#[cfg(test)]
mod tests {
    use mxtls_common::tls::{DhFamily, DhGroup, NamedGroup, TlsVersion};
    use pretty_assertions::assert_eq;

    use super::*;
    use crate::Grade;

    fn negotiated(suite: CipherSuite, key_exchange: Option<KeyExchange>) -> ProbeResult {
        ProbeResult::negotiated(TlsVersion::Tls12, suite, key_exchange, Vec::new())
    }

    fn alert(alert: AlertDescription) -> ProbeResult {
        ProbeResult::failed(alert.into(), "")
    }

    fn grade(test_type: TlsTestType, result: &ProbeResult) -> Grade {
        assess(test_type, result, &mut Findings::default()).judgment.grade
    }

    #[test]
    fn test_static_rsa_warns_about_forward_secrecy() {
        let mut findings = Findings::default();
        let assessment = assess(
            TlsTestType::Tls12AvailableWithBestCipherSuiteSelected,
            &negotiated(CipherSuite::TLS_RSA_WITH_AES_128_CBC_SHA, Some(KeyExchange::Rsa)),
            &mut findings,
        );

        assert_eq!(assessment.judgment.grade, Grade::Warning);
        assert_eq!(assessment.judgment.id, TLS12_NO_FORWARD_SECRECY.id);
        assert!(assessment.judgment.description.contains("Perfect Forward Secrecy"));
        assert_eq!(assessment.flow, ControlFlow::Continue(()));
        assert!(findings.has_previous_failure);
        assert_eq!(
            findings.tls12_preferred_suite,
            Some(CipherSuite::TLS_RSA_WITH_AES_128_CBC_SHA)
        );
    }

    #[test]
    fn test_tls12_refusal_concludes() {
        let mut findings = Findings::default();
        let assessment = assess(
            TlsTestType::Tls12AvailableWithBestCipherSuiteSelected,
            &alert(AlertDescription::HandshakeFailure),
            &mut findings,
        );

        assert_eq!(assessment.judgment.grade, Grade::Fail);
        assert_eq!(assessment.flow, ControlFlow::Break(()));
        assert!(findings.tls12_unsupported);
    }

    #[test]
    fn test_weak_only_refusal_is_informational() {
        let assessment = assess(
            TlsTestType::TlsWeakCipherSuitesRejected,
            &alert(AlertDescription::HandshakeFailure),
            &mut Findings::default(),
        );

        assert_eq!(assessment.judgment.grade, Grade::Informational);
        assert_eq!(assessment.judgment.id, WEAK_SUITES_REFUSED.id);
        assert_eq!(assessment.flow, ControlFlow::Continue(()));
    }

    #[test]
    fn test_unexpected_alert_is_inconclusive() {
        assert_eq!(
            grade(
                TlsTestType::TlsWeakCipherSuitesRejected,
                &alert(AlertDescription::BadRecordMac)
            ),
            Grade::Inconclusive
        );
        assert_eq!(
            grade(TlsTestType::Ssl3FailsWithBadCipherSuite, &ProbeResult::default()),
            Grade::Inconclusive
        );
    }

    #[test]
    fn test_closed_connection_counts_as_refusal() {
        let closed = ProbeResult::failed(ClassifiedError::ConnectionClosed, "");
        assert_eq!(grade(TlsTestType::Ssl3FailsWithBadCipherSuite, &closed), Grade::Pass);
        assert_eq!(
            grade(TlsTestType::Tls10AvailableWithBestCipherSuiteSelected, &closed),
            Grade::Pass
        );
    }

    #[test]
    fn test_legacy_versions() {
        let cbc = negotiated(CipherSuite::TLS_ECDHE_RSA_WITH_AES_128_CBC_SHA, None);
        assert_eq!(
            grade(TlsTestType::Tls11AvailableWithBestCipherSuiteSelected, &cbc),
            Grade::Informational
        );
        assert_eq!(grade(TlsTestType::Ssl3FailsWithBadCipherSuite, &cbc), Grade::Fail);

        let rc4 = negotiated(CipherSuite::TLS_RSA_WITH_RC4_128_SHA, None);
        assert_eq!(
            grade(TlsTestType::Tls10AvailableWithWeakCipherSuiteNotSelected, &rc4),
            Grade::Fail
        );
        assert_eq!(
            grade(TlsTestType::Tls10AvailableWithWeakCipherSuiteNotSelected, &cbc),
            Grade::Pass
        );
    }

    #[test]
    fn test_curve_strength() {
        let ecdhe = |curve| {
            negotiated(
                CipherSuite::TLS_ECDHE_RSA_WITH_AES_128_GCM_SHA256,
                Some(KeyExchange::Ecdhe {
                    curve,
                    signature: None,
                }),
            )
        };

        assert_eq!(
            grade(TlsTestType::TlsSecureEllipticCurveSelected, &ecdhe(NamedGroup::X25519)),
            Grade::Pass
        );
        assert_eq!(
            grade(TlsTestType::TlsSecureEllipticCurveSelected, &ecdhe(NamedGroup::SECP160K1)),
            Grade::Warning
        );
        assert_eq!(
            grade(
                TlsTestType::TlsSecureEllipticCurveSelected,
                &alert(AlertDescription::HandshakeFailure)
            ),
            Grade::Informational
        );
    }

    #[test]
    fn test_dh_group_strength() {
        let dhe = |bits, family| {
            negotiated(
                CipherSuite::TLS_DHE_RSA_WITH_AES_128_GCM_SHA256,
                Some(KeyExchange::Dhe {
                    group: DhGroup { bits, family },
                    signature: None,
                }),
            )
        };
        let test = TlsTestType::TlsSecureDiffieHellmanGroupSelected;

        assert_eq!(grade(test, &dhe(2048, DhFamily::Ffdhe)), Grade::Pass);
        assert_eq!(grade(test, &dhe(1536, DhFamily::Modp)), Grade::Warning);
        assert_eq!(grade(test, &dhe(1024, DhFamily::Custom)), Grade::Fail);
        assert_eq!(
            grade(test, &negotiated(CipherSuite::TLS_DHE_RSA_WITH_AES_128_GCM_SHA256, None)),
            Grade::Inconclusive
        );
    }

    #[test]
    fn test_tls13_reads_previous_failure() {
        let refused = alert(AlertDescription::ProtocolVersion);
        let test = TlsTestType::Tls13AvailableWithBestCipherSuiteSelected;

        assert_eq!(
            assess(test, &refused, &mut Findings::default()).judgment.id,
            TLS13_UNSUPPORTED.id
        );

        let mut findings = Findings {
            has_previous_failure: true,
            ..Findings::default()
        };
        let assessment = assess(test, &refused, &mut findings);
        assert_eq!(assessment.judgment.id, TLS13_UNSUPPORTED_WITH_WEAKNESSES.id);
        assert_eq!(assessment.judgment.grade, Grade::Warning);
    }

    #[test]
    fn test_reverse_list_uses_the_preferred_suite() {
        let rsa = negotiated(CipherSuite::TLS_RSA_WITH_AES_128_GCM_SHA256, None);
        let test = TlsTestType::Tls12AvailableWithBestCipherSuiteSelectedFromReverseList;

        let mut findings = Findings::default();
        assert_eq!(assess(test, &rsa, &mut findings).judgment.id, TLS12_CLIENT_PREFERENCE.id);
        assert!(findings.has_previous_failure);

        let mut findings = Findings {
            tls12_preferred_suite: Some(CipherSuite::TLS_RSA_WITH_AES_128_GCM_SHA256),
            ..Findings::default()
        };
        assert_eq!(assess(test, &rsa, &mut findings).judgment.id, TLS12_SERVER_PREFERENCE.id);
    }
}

**What the exercise asks:**
Look through the listing above and copy each line with the word "Some" in it.

**Task answer:**
            &negotiated(CipherSuite::TLS_RSA_WITH_AES_128_CBC_SHA, Some(KeyExchange::Rsa)),
            Some(CipherSuite::TLS_RSA_WITH_AES_128_CBC_SHA)
                Some(KeyExchange::Ecdhe {
                Some(KeyExchange::Dhe {
            tls12_preferred_suite: Some(CipherSuite::TLS_RSA_WITH_AES_128_GCM_SHA256),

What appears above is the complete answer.